该地址经一层资金转移,拥有 2,000ETH。首先该地址于 9 月 11 日将 2000ETH 转移至中间地址(0x71C848)。
随后中间地址(0x71C848)分别在 9 月 11 日和 10 月 1 日,通过两次资金转移,总计 20 笔交易,每笔转移 100ETH,总计转移 2000ETH 至 Tornado.Cash。
该地址经一层资金转移,拥有 10,000 ETH。截至 2023 年 10 月 08 日,10,000 ETH 仍在该地址账户中未被转移。
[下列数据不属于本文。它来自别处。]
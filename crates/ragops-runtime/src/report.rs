//! Run report for one teardown.

use chrono::{DateTime, Utc};
use serde::{Deserialize, Serialize};
use uuid::Uuid;

use crate::orchestrator::{ResourceAction, ResourceKind};

/// How a single delete step resolved.
#[derive(Debug, Clone, PartialEq, Eq, Serialize, Deserialize)]
#[serde(tag = "outcome", rename_all = "snake_case")]
pub enum CleanupOutcome {
    Succeeded,
    SkippedPlaceholder,
    SkippedAlreadyAbsent,
    Failed { error: String },
}

impl CleanupOutcome {
    /// Everything but `Failed` counts as success for the step.
    pub fn is_success(&self) -> bool {
        !matches!(self, CleanupOutcome::Failed { .. })
    }
}

#[derive(Debug, Clone, PartialEq, Eq, Serialize, Deserialize)]
pub struct StepRecord {
    pub name: String,
    pub kind: ResourceKind,
    pub args: Vec<String>,
    pub critical: bool,
    pub outcome: CleanupOutcome,
}

impl StepRecord {
    pub fn new(action: &ResourceAction, outcome: CleanupOutcome) -> Self {
        Self {
            name: action.name.clone(),
            kind: action.target.kind(),
            args: action.target.args(),
            critical: action.critical,
            outcome,
        }
    }
}

#[derive(Debug, Clone, PartialEq, Eq, Serialize, Deserialize)]
#[serde(tag = "status", rename_all = "snake_case")]
pub enum RunStatus {
    Running,
    Completed,
    AbortedCritical { action: String, error: String },
    PermissionDenied { error: String },
}

#[derive(Debug, Clone, Copy, Default, PartialEq, Eq, Serialize, Deserialize)]
pub struct ReportSummary {
    pub succeeded: usize,
    pub skipped_placeholder: usize,
    pub already_absent: usize,
    pub failed: usize,
}

#[derive(Debug, Clone, Serialize, Deserialize)]
pub struct CleanupReport {
    pub run_id: Uuid,
    pub started_at: DateTime<Utc>,
    #[serde(default, skip_serializing_if = "Option::is_none")]
    pub finished_at: Option<DateTime<Utc>>,
    #[serde(default, skip_serializing_if = "Option::is_none")]
    pub identity: Option<String>,
    #[serde(default, skip_serializing_if = "Option::is_none")]
    pub schema_reachable: Option<bool>,
    pub steps: Vec<StepRecord>,
    /// Bundle unbind result; `None` when the run stopped before reaching it.
    #[serde(default, skip_serializing_if = "Option::is_none")]
    pub unbind: Option<CleanupOutcome>,
    pub status: RunStatus,
}

impl Default for CleanupReport {
    fn default() -> Self {
        Self::new()
    }
}

impl CleanupReport {
    pub fn new() -> Self {
        Self {
            run_id: Uuid::new_v4(),
            started_at: Utc::now(),
            finished_at: None,
            identity: None,
            schema_reachable: None,
            steps: Vec::new(),
            unbind: None,
            status: RunStatus::Running,
        }
    }

    pub fn record(&mut self, step: StepRecord) {
        self.steps.push(step);
    }

    pub fn finish(&mut self, status: RunStatus) {
        self.status = status;
        self.finished_at = Some(Utc::now());
    }

    /// Process exit status: non-critical failures still exit 0.
    pub fn exit_code(&self) -> u8 {
        match self.status {
            RunStatus::Completed => 0,
            _ => 1,
        }
    }

    pub fn failed_steps(&self) -> impl Iterator<Item = &StepRecord> {
        self.steps.iter().filter(|s| !s.outcome.is_success())
    }

    pub fn summary(&self) -> ReportSummary {
        let mut summary = ReportSummary::default();
        for step in &self.steps {
            match step.outcome {
                CleanupOutcome::Succeeded => summary.succeeded += 1,
                CleanupOutcome::SkippedPlaceholder => summary.skipped_placeholder += 1,
                CleanupOutcome::SkippedAlreadyAbsent => summary.already_absent += 1,
                CleanupOutcome::Failed { .. } => summary.failed += 1,
            }
        }
        summary
    }

    pub fn to_json_pretty(&self) -> serde_json::Result<String> {
        serde_json::to_string_pretty(self)
    }
}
经过对诈骗者地址 1(0x4c10a4)和诈骗者地址 2(0x693b72)的历史交易进行分析,,发现曾有一个 EOA 地址(0x846317)转账 1.353 ETH 至诈骗者地址 2(0x693b72),而该 EOA 地址资金来源涉及与中心化交易所 KuCoin 和 Binance 的热钱包地址。
总结: 诈骗者盗用受害地址的资金后,进行了一系列资金兑换和资金转移,如下图所示。期间总共涉及两个诈骗地址:诈骗者地址 1(0x4c10a4)和诈骗者地址 2(0x693b72),4 个中间地址:中间地址(0x4F2F02)、中间地址(0x2ABdC2)、中间地址(0x702350)和中间地址(0x71C848)。均被 ChainAegis 列入黑名单地址库,并且对中间地址进行实时监测。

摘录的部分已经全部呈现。